MB Rules Tool
The MB Rules tool takes transaction data and, after transforming the data, creates either a set of association rules using the Apriori algorithm or frequent itemsets using either the Apriori or Eclat algorithms. A summary report of both the transaction data and the rules/itemsets is produced, along with a model object that can be further investigated in a downstream process.
Rules and itemsets differ in that association rules imply a specific, causal relationship between items in a group, while item sets consist of groups that frequently co-occur in transactions. In the case of association rules, the presence of some subset of items in a transaction (the left-hand side items, or LHS) leads to the inclusion of other items in the transaction (the right-hand side items, or RHS).
This tool uses the R tool. Go to Options > Download Predictive Tools and sign in to the Alteryx Downloads and Licenses portal to install R and the packages used by the R Tool. See Download and Use Predictive Tools.
Configure the tool
Input data structure
Two different formats of the input data are possible. The first format consists of records that contain a single item identifier along with an identifier for the transaction the item was contained within (a set of unique item-transaction pairs). The second format consists of a single record per transaction that contains a delimited list of items contained in the transaction.
- One item per record with a transaction key: This option corresponds to the unique item-transaction pairs. Under this option, the user needs to specify two fields in the data stream using the options:
- Select the transaction key field: The integer or string oriented field that contains the transaction identifier field.
- Select the field that contains the item identifier: The integer or string oriented field that contains the item identifiers.

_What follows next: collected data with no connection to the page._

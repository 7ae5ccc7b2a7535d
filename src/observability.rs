//! Logging setup and batch counters

use std::sync::atomic::{AtomicU64, Ordering};
use tracing_subscriber::EnvFilter;

/// Install the global subscriber. `RUST_LOG` wins over `verbosity`.
///
/// Logs go to stderr so stdout stays free for results.
pub fn init(verbosity: u8) {
    let default = match verbosity {
        0 => "mediafetch=info",
        1 => "mediafetch=debug",
        _ => "mediafetch=trace",
    };
    let filter = EnvFilter::try_from_default_env().unwrap_or_else(|_| EnvFilter::new(default));

    // A second init (tests) is harmless
    let _ = tracing_subscriber::fmt()
        .with_env_filter(filter)
        .with_writer(std::io::stderr)
        .with_target(false)
        .try_init();
}

/// Counters for one batch run
#[derive(Debug, Default)]
pub struct Metrics {
    targets_attempted: AtomicU64,
    targets_succeeded: AtomicU64,
    targets_failed: AtomicU64,
    links_discovered: AtomicU64,
}

impl Metrics {
    pub fn new() -> Self {
        Self::default()
    }

    pub fn target_finished(&self, success: bool) {
        self.targets_attempted.fetch_add(1, Ordering::Relaxed);
        if success {
            self.targets_succeeded.fetch_add(1, Ordering::Relaxed);
        } else {
            self.targets_failed.fetch_add(1, Ordering::Relaxed);
        }
        tracing::trace!(success, "Metric incremented");
    }

    pub fn links_discovered(&self, count: usize) {
        self.links_discovered
            .fetch_add(count as u64, Ordering::Relaxed);
        tracing::trace!(counter = "links_discovered", count, "Metric incremented");
    }

    pub fn snapshot(&self) -> MetricsSnapshot {
        MetricsSnapshot {
            targets_attempted: self.targets_attempted.load(Ordering::Relaxed),
            targets_succeeded: self.targets_succeeded.load(Ordering::Relaxed),
            targets_failed: self.targets_failed.load(Ordering::Relaxed),
            links_discovered: self.links_discovered.load(Ordering::Relaxed),
        }
    }

    pub fn log_summary(&self) {
        let s = self.snapshot();
        tracing::info!(
            attempted = s.targets_attempted,
            succeeded = s.targets_succeeded,
            failed = s.targets_failed,
            links_discovered = s.links_discovered,
            "Batch finished"
        );
    }
}

#[derive(Debug, Clone, Copy, PartialEq, Eq)]
pub struct MetricsSnapshot {
    pub targets_attempted: u64,
    pub targets_succeeded: u64,
    pub targets_failed: u64,
    pub links_discovered: u64,
}
pub mod backends;
pub mod config;
pub mod discovery;
pub mod error;
pub mod humanize;
pub mod observability;
pub mod output;
pub mod report;
pub mod source;
pub mod target;
pub mod worker;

- One transaction per record with all items in a single (internally delimited) field: This option corresponds to the format where a transaction is contained in a single record. For this format the user needs to specify two fields in the data stream using the options:
- Select the field with the delimited transaction items: The string oriented field that contains the delimited transaction item lists.
- Provide the delimiter character used to separate items in a transaction: The delimiter character such as a comma.
Method to use
The two most commonly used algorithms for finding association rules and frequent itemsets are provided, Apriori and Eclat. The Apriori algorithm employs level-wise search for three types of frequent itemsets (frequent, maximally frequent, and closed frequent), association rules, or association hyperedgesets. The Eclat algorithm uses simple intersection operations for equivalence class clustering along with bottom-up lattice traversal to find the three types of frequent itemsets. In addition to selecting the method to use, the user need to specify what to find (e.g., itemsets, rules, or hyperedgesets). The options are:
- Apriori: This option selects the Apriori algorithm. With this method, the user can find either frequent itemsets, maximally frequent itemsets, closed frequent item sets, association rules (the default), or association hyperedgesets.
- Eclat: This option selects the Eclat algorithm for finding itemsets. The user specifies whether frequent itemsets, maximally frequent itemsets, or closed frequent itemsets should be found.
Control parameters
The control parameters influence the nature of the association rules, frequent itemsets, or association hyperedgesets that are extracted from the transaction data. These parameters are:
- The allowable minimum number of items in a rule or itemset: This parameter limits the returned rules or itemsets to contain at least the specified number of items. By default its value is set to 1 (also it minimal value), but can be set to a higher number. The natural choices for this parameter are either 1 or 2.
- The minimum required level of support for a rule or itemset: Support is the proportion of transactions that contain the items in the itemset or association rule. The default value for this parameter is 0.02, but can be set between 0.002 and 1. In general, the lower the value of this parameter, the larger the number of rules or itemsets are returned. In some instances, the number of returned rules or itemsets can exhaust the users available system memory, so too small a value should not be used.
- The minimum required level of confidence for a rule or itemset (valid only for Apriori): Confidence is the proportion of transactions where the RHS items are in the transactions that also contain the LHS items. In other words, it is a measure of the probability that the RHS items will be in the transaction when the LHS are also in the transaction. This measure is only applicable in the case of the Apriori algorithm. As with the support parameter, the lower the value of this parameter, the larger the number of rules or itemsets are returned. In some instances, the number of returned rules or itemsets can exhaust the users available system memory, so too small a value should not be used.